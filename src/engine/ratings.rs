use std::sync::Arc;

use chrono::Utc;
use serde::Deserialize;

use crate::error::AppError;
use crate::models::rating::Rating;
use crate::models::trip::TripStatus;
use crate::store::Store;

#[derive(Debug, Clone, Deserialize)]
#[serde(rename_all = "camelCase")]
pub struct NewRating {
    pub ride_id: i64,
    pub user_rating: Option<u8>,
    pub driver_rating: Option<u8>,
    pub user_feedback: Option<String>,
    pub driver_feedback: Option<String>,
}

pub struct RatingBook {
    store: Arc<Store>,
}

impl RatingBook {
    pub fn new(store: Arc<Store>) -> Self {
        Self { store }
    }

    /// One rating per completed ride, scores 1 to 5.
    pub fn rate(&self, rating: NewRating) -> Result<Rating, AppError> {
        for score in [rating.user_rating, rating.driver_rating].into_iter().flatten() {
            if !(1..=5).contains(&score) {
                return Err(AppError::InvalidInput(format!(
                    "rating must be between 1 and 5, got {score}"
                )));
            }
        }

        let trip = self.store.trips.get(rating.ride_id)?;
        if trip.status != TripStatus::Completed {
            return Err(AppError::InvalidState(format!(
                "ride {} is {}, only completed rides can be rated",
                trip.id,
                trip.status.as_str()
            )));
        }
        let clerk_driver_id = trip.clerk_driver_id.ok_or_else(|| {
            AppError::InvalidState(format!("ride {} has no driver", trip.id))
        })?;

        let stored = self.store.ratings.insert(Rating {
            id: 0,
            trip_id: trip.id,
            clerk_user_id: trip.clerk_user_id,
            clerk_driver_id,
            user_rating: rating.user_rating,
            driver_rating: rating.driver_rating,
            user_feedback: rating.user_feedback,
            driver_feedback: rating.driver_feedback,
            created_at: Utc::now(),
        })?;

        tracing::info!(ride_id = stored.trip_id, rating_id = stored.id, "ride rated");
        Ok(stored)
    }

    pub fn for_ride(&self, ride_id: i64) -> Result<Rating, AppError> {
        self.store
            .ratings
            .for_trip(ride_id)
            .ok_or_else(|| AppError::NotFound(format!("rating for ride {ride_id} not found")))
    }
}
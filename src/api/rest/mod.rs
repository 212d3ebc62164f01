pub mod drivers;
pub mod extract;
pub mod form;
pub mod payments;
pub mod ratings;
pub mod rides;
pub mod tracking;
pub mod users;
pub mod vehicles;

use std::sync::Arc;

use axum::extract::State;
use axum::http::StatusCode;
use axum::response::IntoResponse;
use axum::routing::get;
use axum::Json;
use axum::Router;
use serde::Serialize;
use tower_http::cors::CorsLayer;
use tower_http::trace::TraceLayer;

use crate::state::AppState;

pub fn router(state: Arc<AppState>) -> Router {
    Router::new()
        .merge(users::router())
        .merge(drivers::router())
        .merge(vehicles::router())
        .merge(rides::router())
        .merge(tracking::router())
        .merge(payments::router())
        .merge(ratings::router())
        .route("/health", get(health))
        .route("/metrics", get(metrics))
        .layer(TraceLayer::new_for_http())
        .layer(CorsLayer::permissive())
        .with_state(state)
}

#[derive(Serialize)]
struct HealthResponse {
    status: &'static str,
    riders: usize,
    drivers: usize,
    trips: usize,
}

async fn health(State(state): State<Arc<AppState>>) -> Json<HealthResponse> {
    Json(HealthResponse {
        status: "ok",
        riders: state.store.riders.count(),
        drivers: state.store.drivers.count(),
        trips: state.store.trips.count(),
    })
}

async fn metrics(State(state): State<Arc<AppState>>) -> impl IntoResponse {
    match state.metrics.encode() {
        Ok(body) => (
            StatusCode::OK,
            [("content-type", "text/plain; version=0.0.4; charset=utf-8")],
            body,
        )
            .into_response(),
        Err(err) => (StatusCode::INTERNAL_SERVER_ERROR, err).into_response(),
    }
}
*****
→ Assignment
Extract every line containing the string "struct" from the material.

→ Response to the task
pub struct NewRating {
pub struct RatingBook {
struct HealthResponse {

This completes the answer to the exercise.